Miałam nadzieję, że jeżeli da się stworzyć coś takiego, to równie łatwo będzie z podobnego ciasta zrobić zamknięte paszteciki, czyli takie, że na dole ciasto, w środku farsz i na górze ciasto.
Przepis z szarlotki stał się dla mnie bazą i na jego podstawie próbowałam trzykrotnie różnych kombinacji składników do ciasta, aby wyszło idealne. Niestety. Wychodzi smaczne, paszteciki są ładne i gdy są zimne wszystko jest w porządku. Jednak po podgrzaniu, zaczynają się rozpadać. Hmm... Pokażę Wam, jakie wyszły wizualnie, ale przepisu nie podam (gdyby ktoś jednak chciał to piszcie w komentarzach), no bo trzeba nad nim jeszcze poprocować, a ja przed Świętami już nie zdążę.

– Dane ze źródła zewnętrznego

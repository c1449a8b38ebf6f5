pub mod stub_gateway;
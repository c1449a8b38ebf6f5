use serde::{Deserialize, Serialize};

use crate::domain::value_objects::payments::PaymentModel;

#[derive(Debug, Clone, Serialize, Deserialize, PartialEq, Eq)]
pub struct OrderProductionItemContract {
    pub id: String,
    pub name: String,
    pub quantity: i32,
}

/// Sent to the order-production topic once a payment is approved.
#[derive(Debug, Clone, Serialize, Deserialize, PartialEq, Eq)]
pub struct OrderProductionContract {
    pub order_id: String,
    pub items: Vec<OrderProductionItemContract>,
}

impl From<&PaymentModel> for OrderProductionContract {
    fn from(payment: &PaymentModel) -> Self {
        Self {
            order_id: payment.order_id.clone(),
            items: payment
                .items
                .iter()
                .map(|item| OrderProductionItemContract {
                    id: item.id.clone(),
                    name: item.name.clone(),
                    quantity: item.quantity,
                })
                .collect(),
        }
    }
}

#[derive(Debug, Clone, Serialize, Deserialize, PartialEq, Eq)]
pub struct OrderUpdatePaymentContract {
    pub id: String,
    pub state: String,
}

/// Sent to the update-order topic after every webhook outcome and on resend.
#[derive(Debug, Clone, Serialize, Deserialize, PartialEq, Eq)]
pub struct OrderUpdateContract {
    pub order_id: String,
    pub payment: OrderUpdatePaymentContract,
}

impl From<&PaymentModel> for OrderUpdateContract {
    fn from(payment: &PaymentModel) -> Self {
        Self {
            order_id: payment.order_id.clone(),
            payment: OrderUpdatePaymentContract {
                id: payment.payment_id.clone(),
                state: payment.state().title().to_string(),
            },
        }
    }
}
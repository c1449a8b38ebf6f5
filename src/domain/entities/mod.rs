pub mod payment_items;
pub mod payments;
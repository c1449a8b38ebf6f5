use std::sync::Arc;

use tracing::{error, info};

use crate::domain::{
    errors::{PaymentError, PaymentResult},
    repositories::payment_gateway::PaymentGateway,
    value_objects::payments::GatewayPaymentModel,
};

pub struct GatewayDispatchUseCase {
    payment_gateway: Arc<dyn PaymentGateway + Send + Sync>,
}

impl GatewayDispatchUseCase {
    pub fn new(payment_gateway: Arc<dyn PaymentGateway + Send + Sync>) -> Self {
        Self { payment_gateway }
    }

    /// Returns the processor reference. A failure here never touches the stored payment.
    pub async fn dispatch(&self, request: GatewayPaymentModel) -> PaymentResult<String> {
        request.validate()?;

        let reference = self
            .payment_gateway
            .request_payment(request.clone())
            .await
            .map_err(|err| {
                error!(
                    payment_id = %request.payment_id,
                    error = ?err,
                    "gateway_dispatch: payment processor rejected the request"
                );
                PaymentError::Internal(err)
            })?;

        info!(
            payment_id = %request.payment_id,
            amount = %request.amount,
            %reference,
            "gateway_dispatch: payment sent to processor"
        );
        Ok(reference)
    }
}
pub mod payment_states;
pub mod config_loader;
pub mod config_model;
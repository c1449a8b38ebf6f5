use std::sync::Arc;

use tracing::{error, info};

use crate::{
    application::usecases::{
        notification_publisher::NotificationPublisher, update_payment::UpdatePaymentUseCase,
    },
    domain::{
        errors::PaymentResult,
        value_objects::{
            enums::payment_states::PaymentState,
            payments::{PaymentModel, UpdatePaymentModel},
        },
    },
};

pub struct PaymentWebhookUseCase {
    update_payment_usecase: Arc<UpdatePaymentUseCase>,
    notification_publisher: Arc<NotificationPublisher>,
}

impl PaymentWebhookUseCase {
    pub fn new(
        update_payment_usecase: Arc<UpdatePaymentUseCase>,
        notification_publisher: Arc<NotificationPublisher>,
    ) -> Self {
        Self {
            update_payment_usecase,
            notification_publisher,
        }
    }

    /// Settles (or resends) the payment, then notifies downstream.
    ///
    /// Publishing is best effort: once the state is committed a failed publish is only logged.
    /// The production topic is told about fresh approvals only; the update topic hears about
    /// every outcome, resends included.
    pub async fn handle(&self, request: UpdatePaymentModel) -> PaymentResult<PaymentModel> {
        let resend = request.resend;
        let payment = self.update_payment_usecase.update(request).await?;

        if !resend && payment.state() == PaymentState::Approved {
            info!(
                payment_id = %payment.payment_id,
                "payment_webhook: payment approved, notifying order production"
            );
            if let Err(err) = self
                .notification_publisher
                .publish_order_production(&payment)
                .await
            {
                error!(
                    payment_id = %payment.payment_id,
                    error = ?err,
                    "payment_webhook: order production notification failed"
                );
            }
        }

        info!(
            payment_id = %payment.payment_id,
            state = %payment.state(),
            resend,
            "payment_webhook: notifying order update"
        );
        if let Err(err) = self
            .notification_publisher
            .publish_order_update(&payment)
            .await
        {
            error!(
                payment_id = %payment.payment_id,
                error = ?err,
                "payment_webhook: order update notification failed"
            );
        }

        Ok(payment)
    }
}

#[cfg(test)]
mod tests {
    use super::*;
    use crate::domain::{
        errors::PaymentError,
        repositories::{payments::MockPaymentRepository, topic_publisher::MockTopicPublisher},
        value_objects::payments::PaymentItemModel,
    };
    use chrono::Utc;
    use rust_decimal_macros::dec;

    fn stored_payment(state: PaymentState) -> PaymentModel {
        let now = Utc::now();
        PaymentModel::with_state(
            "O1".to_string(),
            "P1".to_string(),
            vec![PaymentItemModel {
                id: "I1".to_string(),
                name: "Burger".to_string(),
                quantity: 1,
            }],
            1,
            dec!(59.98),
            state,
            now,
            now,
        )
    }

    fn usecase(
        repository: MockPaymentRepository,
        production: MockTopicPublisher,
        update: MockTopicPublisher,
    ) -> PaymentWebhookUseCase {
        PaymentWebhookUseCase::new(
            Arc::new(UpdatePaymentUseCase::new(Arc::new(repository))),
            Arc::new(NotificationPublisher::new(
                Arc::new(production),
                Arc::new(update),
            )),
        )
    }

    fn topic(name: &'static str) -> MockTopicPublisher {
        let mut topic = MockTopicPublisher::new();
        topic.expect_topic_name().return_const(name.to_string());
        topic
    }

    fn request(approved: bool, resend: bool) -> UpdatePaymentModel {
        UpdatePaymentModel {
            payment_id: "P1".to_string(),
            approved,
            resend,
        }
    }

    #[tokio::test]
    async fn approval_notifies_both_topics() {
        let mut repository = MockPaymentRepository::new();
        repository
            .expect_get_by_id()
            .returning(|_| Ok(stored_payment(PaymentState::WaitingForApproval)));
        repository.expect_update().times(1).returning(|_| Ok(()));

        let mut production = topic("OrderProductionTopic");
        production
            .expect_publish()
            .times(1)
            .returning(|_| Ok(Some("m-1".to_string())));
        let mut update = topic("UpdateOrderTopic");
        update
            .expect_publish()
            .withf(|body| body.contains("\"state\":\"Approved\""))
            .times(1)
            .returning(|_| Ok(Some("m-2".to_string())));

        let payment = usecase(repository, production, update)
            .handle(request(true, false))
            .await
            .unwrap();

        assert_eq!(payment.state(), PaymentState::Approved);
    }

    #[tokio::test]
    async fn rejection_skips_production_topic() {
        let mut repository = MockPaymentRepository::new();
        repository
            .expect_get_by_id()
            .returning(|_| Ok(stored_payment(PaymentState::WaitingForApproval)));
        repository.expect_update().returning(|_| Ok(()));

        let mut production = topic("OrderProductionTopic");
        production.expect_publish().never();
        let mut update = topic("UpdateOrderTopic");
        update
            .expect_publish()
            .withf(|body| body.contains("\"state\":\"Rejected\""))
            .times(1)
            .returning(|_| Ok(None));

        let payment = usecase(repository, production, update)
            .handle(request(false, false))
            .await
            .unwrap();

        assert_eq!(payment.state(), PaymentState::Rejected);
    }

    #[tokio::test]
    async fn resend_only_republishes_update() {
        let mut repository = MockPaymentRepository::new();
        repository
            .expect_get_by_id()
            .returning(|_| Ok(stored_payment(PaymentState::Approved)));
        repository.expect_update().never();

        let mut production = topic("OrderProductionTopic");
        production.expect_publish().never();
        let mut update = topic("UpdateOrderTopic");
        update.expect_publish().times(1).returning(|_| Ok(None));

        let payment = usecase(repository, production, update)
            .handle(request(true, true))
            .await
            .unwrap();

        assert_eq!(payment.state(), PaymentState::Approved);
    }

    #[tokio::test]
    async fn publish_failures_do_not_fail_the_webhook() {
        let mut repository = MockPaymentRepository::new();
        repository
            .expect_get_by_id()
            .returning(|_| Ok(stored_payment(PaymentState::WaitingForApproval)));
        repository.expect_update().times(1).returning(|_| Ok(()));

        let mut production = topic("OrderProductionTopic");
        production
            .expect_publish()
            .returning(|_| Err(anyhow::anyhow!("broker down")));
        let mut update = topic("UpdateOrderTopic");
        update
            .expect_publish()
            .returning(|_| Err(anyhow::anyhow!("broker down")));

        let payment = usecase(repository, production, update)
            .handle(request(true, false))
            .await
            .unwrap();

        assert_eq!(payment.state(), PaymentState::Approved);
    }

    #[tokio::test]
    async fn update_errors_skip_notifications() {
        let mut repository = MockPaymentRepository::new();
        repository
            .expect_get_by_id()
            .returning(|_| Ok(stored_payment(PaymentState::Rejected)));

        let mut production = topic("OrderProductionTopic");
        production.expect_publish().never();
        let mut update = topic("UpdateOrderTopic");
        update.expect_publish().never();

        let err = usecase(repository, production, update)
            .handle(request(true, false))
            .await
            .unwrap_err();

        assert!(matches!(err, PaymentError::PaymentAlreadyInState));
    }
}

Jednak nie ma tego złego, co by na dobre nie wyszło. Metodą prób i błędów ciasto to doprowadziło mnie to wymyślenia bardzo przyjemnych ciasteczek korzennych. Upiekłam je wczoraj w nocy i teraz czekają w tajemnicy na Święta. Jedna więcej atrakcja dla Kacperka:)
Oto przepis:
SCD CIASTKA KORZENNE (etap 3)
2 szkl mąki kokosowej
1/2 szkl mąki migdałowej
1/2 szklanki roztopionego masła klarowanego
1 jajko
2-3 kopiate łyżki miodu
1/2 łyżeczki sody
1/4 łyżeczki soli
1/2 łyżeczki cynamonu
1 cm startego imbiru
1/4 łyżeczki kardamonu
1/2 łyżeczki mielonych goździków
opcjonalnie: 1 łyżka ekstraktu pomarańczowego (robi się go tak samo jak waniliowy)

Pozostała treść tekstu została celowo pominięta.